- Born: March 30, 1958 (age 67) Kingston, Jamaica
- Occupation: Human rights activist

= Carolyn Gomes =

Jamaican human rights activist

The Honourable Carolyn Gomes, O.J. (born 30 March 1958 in Kingston, Jamaica) is a Jamaican human rights activist. She is also the co-founder and now the past executive director of Jamaicans for Justice. Gomes resigned as the executive director of Jamaicans for Justice due to controversy surrounding the JFJ introducing sex education material into a number of private children's homes in Jamaica that was deemed inappropriate. Since 2014 Carolyn Gomes has been serving as the executive director of Caribbean Vulnerable Communities Coalition (CVC).

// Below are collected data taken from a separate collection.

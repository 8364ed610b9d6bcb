use super::service::RateLimiterService;
use super::types::RateLimitResult;
use crate::context::RequestContext;
use crate::error::GatewayError;
use crate::metrics;
use axum::{
    extract::{Request, State},
    http::HeaderValue,
    middleware::Next,
    response::{IntoResponse, Response},
};
use std::sync::Arc;
use tracing::error;

/// Axum middleware function for rate limiting
///
/// Whitelisted requests pass untouched. Allowed requests get the
/// `X-RateLimit-*` headers on their response; rejected ones get a 429.
pub async fn rate_limit_middleware(
    State(limiter): State<Arc<RateLimiterService>>,
    request: Request,
    next: Next,
) -> Response {
    let ctx = RequestContext::from_request(&request);
    let method = request.method().clone();
    let path = request.uri().path().to_string();
    let headers = request.headers().clone();

    match limiter.check(&ctx, &method, &path, &headers).await {
        Ok(None) => next.run(request).await,
        Ok(Some(result)) if result.allowed => {
            let response = next.run(request).await;
            add_rate_limit_headers(response, &result)
        }
        Ok(Some(result)) => {
            metrics::record_rate_limit_exceeded(result.tier);
            GatewayError::RateLimited {
                limit: result.limit,
                retry_after: result.reset_after,
            }
            .into_response()
        }
        Err(e) => {
            error!(path = %path, error = %e, "Rate limit check failed");
            e.into_response()
        }
    }
}

/// Add rate limit headers to successful responses
pub fn add_rate_limit_headers(mut response: Response, result: &RateLimitResult) -> Response {
    let headers = response.headers_mut();

    headers.insert("X-RateLimit-Limit", HeaderValue::from(result.limit));
    headers.insert("X-RateLimit-Remaining", HeaderValue::from(result.remaining));
    headers.insert("X-RateLimit-Reset", HeaderValue::from(result.reset_after));

    response
}
//! Rate limiting module
//!
//! Fixed-window request quotas in four tiers (global, auth, api, upload),
//! counted either in process or in a shared Redis store.
//!
//! # Store selection
//!
//! The store is chosen once at startup by [`select_store`]. When the shared
//! store is requested but cannot be reached, the gateway logs a warning and
//! counts locally for the rest of its lifetime.
//!
//! # Example
//!
//! ```rust,no_run
//! use edge_gateway::config::RateLimitingConfig;
//! use edge_gateway::rate_limit::{select_store, RateLimiterService};
//!
//! #[tokio::main]
//! async fn main() {
//!     let config = RateLimitingConfig::default();
//!     let store = select_store(&config).await;
//!     let limiter = RateLimiterService::new(store, &config);
//!     println!("counting in {:?}", limiter.store_kind());
//! }
//! ```

pub mod local;
pub mod lua_scripts;
pub mod middleware;
pub mod redis;
pub mod service;
pub mod store;
pub mod types;

// Re-export commonly used types
pub use middleware::{add_rate_limit_headers, rate_limit_middleware};
pub use service::{RateLimiterService, TierRules};
pub use store::{select_store, CountingStore, StoreKind};
pub use types::{ClientKey, RateLimitResult, RateRule, Tier};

Carolyn is medical doctor, she got her MB and BS degree from the West Indies in 1980. She then continued her education in United Kingdom and specialized in Pediatrics.She stopped her practice to become executive director of Jamaicans For Justice.

Executive Director of Caribbean Vulnerable Communities Coalition (CVC) since January 2014

On 10 December 2008, Gomes received the prestigious United Nations Prize in the Field of Human Rights. On 19 October of the next year, she was honored with the Order of Jamaica, in recognition of her advocacy for human rights.